The latest example came on last Sunday night's Compass program - Why I'm still... Jewish - when she talked with 4 members of Australia's Jewish community:
"Can I raise the issue," she chirped at one point, "and it's amazing that I am raising this, but what about the rockets, what about Hezbollah, what about Hamas?"
So Doogue was amazed that none of her interlocutors had thus far started banging on about Palestinian fireworks - these, of course, being the be-all and end-all of the conflict in her view. (Hers was no mean feat actually: not only did she reduce the conflict to the level of a Zionist cliche but managed to stereotype her guests as knee-jerk Zionist propagandists at the same time.)

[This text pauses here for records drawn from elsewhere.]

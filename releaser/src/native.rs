//! Debian package assembly.
//!
//! Lays out `<tool>_<version>_<arch>/usr/bin/<tool>` with a freshly rendered
//! `DEBIAN/control` record, runs `dpkg-deb --build` on the layout, and moves
//! the resulting `.deb` into the release directory.

use crate::error::{ReleaseError, Result};
use crate::exec::{CommandExecutor, run_checked};
use crate::naming::{NativePackageName, ToolName};
use crate::staging::StagingTree;
use crate::version::VersionString;
use camino::{Utf8Path, Utf8PathBuf};
use log::info;
use std::fs;

/// Metadata stamped into every package built for a tool.
#[derive(Debug, Clone, PartialEq, Eq)]
pub struct PackageMetadata {
    /// Package and binary name.
    pub tool: ToolName,
    /// Maintainer identity.
    pub maintainer: String,
    /// One-line description.
    pub description: String,
    /// Debian architecture, e.g. `amd64`.
    pub arch: String,
}

/// The `DEBIAN/control` record of one package build.
#[derive(Debug, Clone, PartialEq, Eq)]
pub struct ControlRecord<'a> {
    metadata: &'a PackageMetadata,
    version: &'a VersionString,
}

impl<'a> ControlRecord<'a> {
    /// Pair `metadata` with the version of the build being packaged.
    #[must_use]
    pub fn new(metadata: &'a PackageMetadata, version: &'a VersionString) -> Self {
        Self { metadata, version }
    }

    /// Render the record in Debian control-file syntax.
    ///
    /// # Examples
    ///
    /// ```
    /// use shipshape::naming::ToolName;
    /// use shipshape::native::{ControlRecord, PackageMetadata};
    /// use shipshape::version::VersionString;
    ///
    /// let metadata = PackageMetadata {
    ///     tool: ToolName::try_from("toolname").expect("valid tool name"),
    ///     maintainer: "Jane Doe <jane@example.com>".to_owned(),
    ///     description: "A tool".to_owned(),
    ///     arch: "amd64".to_owned(),
    /// };
    /// let version = VersionString::try_from("v2.0.1").expect("valid version");
    ///
    /// let rendered = ControlRecord::new(&metadata, &version).render();
    /// assert!(rendered.contains("Version: v2.0.1\n"));
    /// ```
    #[must_use]
    pub fn render(&self) -> String {
        format!(
            "Package: {}\nVersion: {}\nMaintainer: {}\nArchitecture: {}\nDescription: {}\n",
            self.metadata.tool,
            self.version,
            self.metadata.maintainer,
            self.metadata.arch,
            self.metadata.description,
        )
    }
}

/// Produces the Debian package artefact.
pub struct NativePackager<'a> {
    executor: &'a dyn CommandExecutor,
    metadata: &'a PackageMetadata,
}

impl<'a> NativePackager<'a> {
    /// Create a packager stamping `metadata` into each package.
    #[must_use]
    pub fn new(executor: &'a dyn CommandExecutor, metadata: &'a PackageMetadata) -> Self {
        Self { executor, metadata }
    }

    /// Package `binary` as `version` and move the `.deb` into `release_dir`.
    ///
    /// Returns the package's final path.
    ///
    /// # Errors
    ///
    /// Returns [`ReleaseError::FileSystem`] if the layout cannot be built or
    /// the package cannot be moved, and [`ReleaseError::Execution`] if
    /// `dpkg-deb` fails.
    pub fn package(
        &self,
        binary: &Utf8Path,
        version: &VersionString,
        tree: &StagingTree,
        release_dir: &Utf8Path,
    ) -> Result<Utf8PathBuf> {
        let tool = &self.metadata.tool;
        let name = NativePackageName::new(tool, version, &self.metadata.arch);
        let root = Utf8Path::new(name.layout_dir());

        tree.copy_into(binary, root.join("usr").join("bin").join(tool.as_str()))?;

        let control_dir = tree.create_dir(root.join("DEBIAN"))?;
        let control_path = control_dir.join("control");
        let record = ControlRecord::new(self.metadata, version);
        fs::write(&control_path, record.render())
            .map_err(|e| ReleaseError::file_system(format!("failed to write {control_path}"), e))?;

        run_checked(
            self.executor,
            "dpkg-deb",
            &["--build", root.as_str()],
            Some(tree.path()),
        )?;

        let staged = tree.path().join(name.filename());
        if !staged.is_file() {
            return Err(ReleaseError::file_system(
                format!("dpkg-deb did not produce {staged}"),
                std::io::Error::from(std::io::ErrorKind::NotFound),
            ));
        }

        let package = tree.finalize(&staged, release_dir)?;
        info!("created package {package}");
        Ok(package)
    }
}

Doogue's unblushing invocation of this particular propaganda trope came like the proverbial shot-in-the-arm for the show's beleaguered (because terminally smug) Zionist ultra, Timmy Rubin. "Thank you. Thank you, Geraldine," she gushed, as Doogue babbled on: "In other words if you are going to give it [the West Bank] back..."
Until, that is, she was interrupted by the sharpest of the four, Ronni Kahn, who labelled her nonsense "scare-mongering."
To which an incredulous Doogue could only retort: "Is it?"
The thing is, Doogue of all people has no excuse whatever for such ignorance.
In January 1991, at the time of the First Gulf War, she presented a current affairs slot on ABC television called The Gulf Report. For expert opinion on events as they unfolded, the program turned to Macquarie University Arabist Dr Robert Springborg, a move which angered reigning Prime Minister (and uber-Zionist) Bob Hawke and catapulted Doogue and her colleagues, particularly Peter Manning, head of ABC News & Current Affairs, into the centre of a political storm. As a result, Doogue underwent something of a learning curve which she described in the Spring 2003 issue of The Griffith Review. Here are the relevant paragraphs:
"It was on! Day after day, new criticism turned up. We learned there was a 'war room' in Parliament House where the prime minister, with his widely acknowledged emotional attachment to Israel at full throttle, and several Cabinet colleagues, including future opposition leader Kim Beazley, pored over every detail. I became aware for the first time of the Israel/Jewish lobby and its power. Naive little me had never experienced organised opposition in my previous reporting life. In an odd way, it was enthralling to watch in practice what I had read and heard about. I just wish I hadn't been at the centre of it. This campaign was conducted in public and private. Letters arrived by the dozen, plus phone calls to the program (including utterly sexist diatribes directed at me; I was after all, one of the first Australian women to be allowed to report a war on television)."
Unfortunately, while Peter Manning, whose courage under fire Doogue acknowledged in her essay - "Peter Manning, I salute you," is her concluding sentence - has since gone on to study the Middle East conflict in some depth, even writing a book on the subject, Us & Them: A Journalist's Investigation of Media, Muslims & the Middle East (2006), Doogue, it seems, has not only failed to build on her initial awareness of the power of the Israel lobby by developing a real understanding of the Palestinian case, but has actually moved in the other direction, and now simply recycles Zionist talking points and cliches as the occasion demands.
Laziness? Self-protection? The price of retaining a perch at the ABC? Who knows? Perhaps it's time for her to pen another piece for The Griffith Review.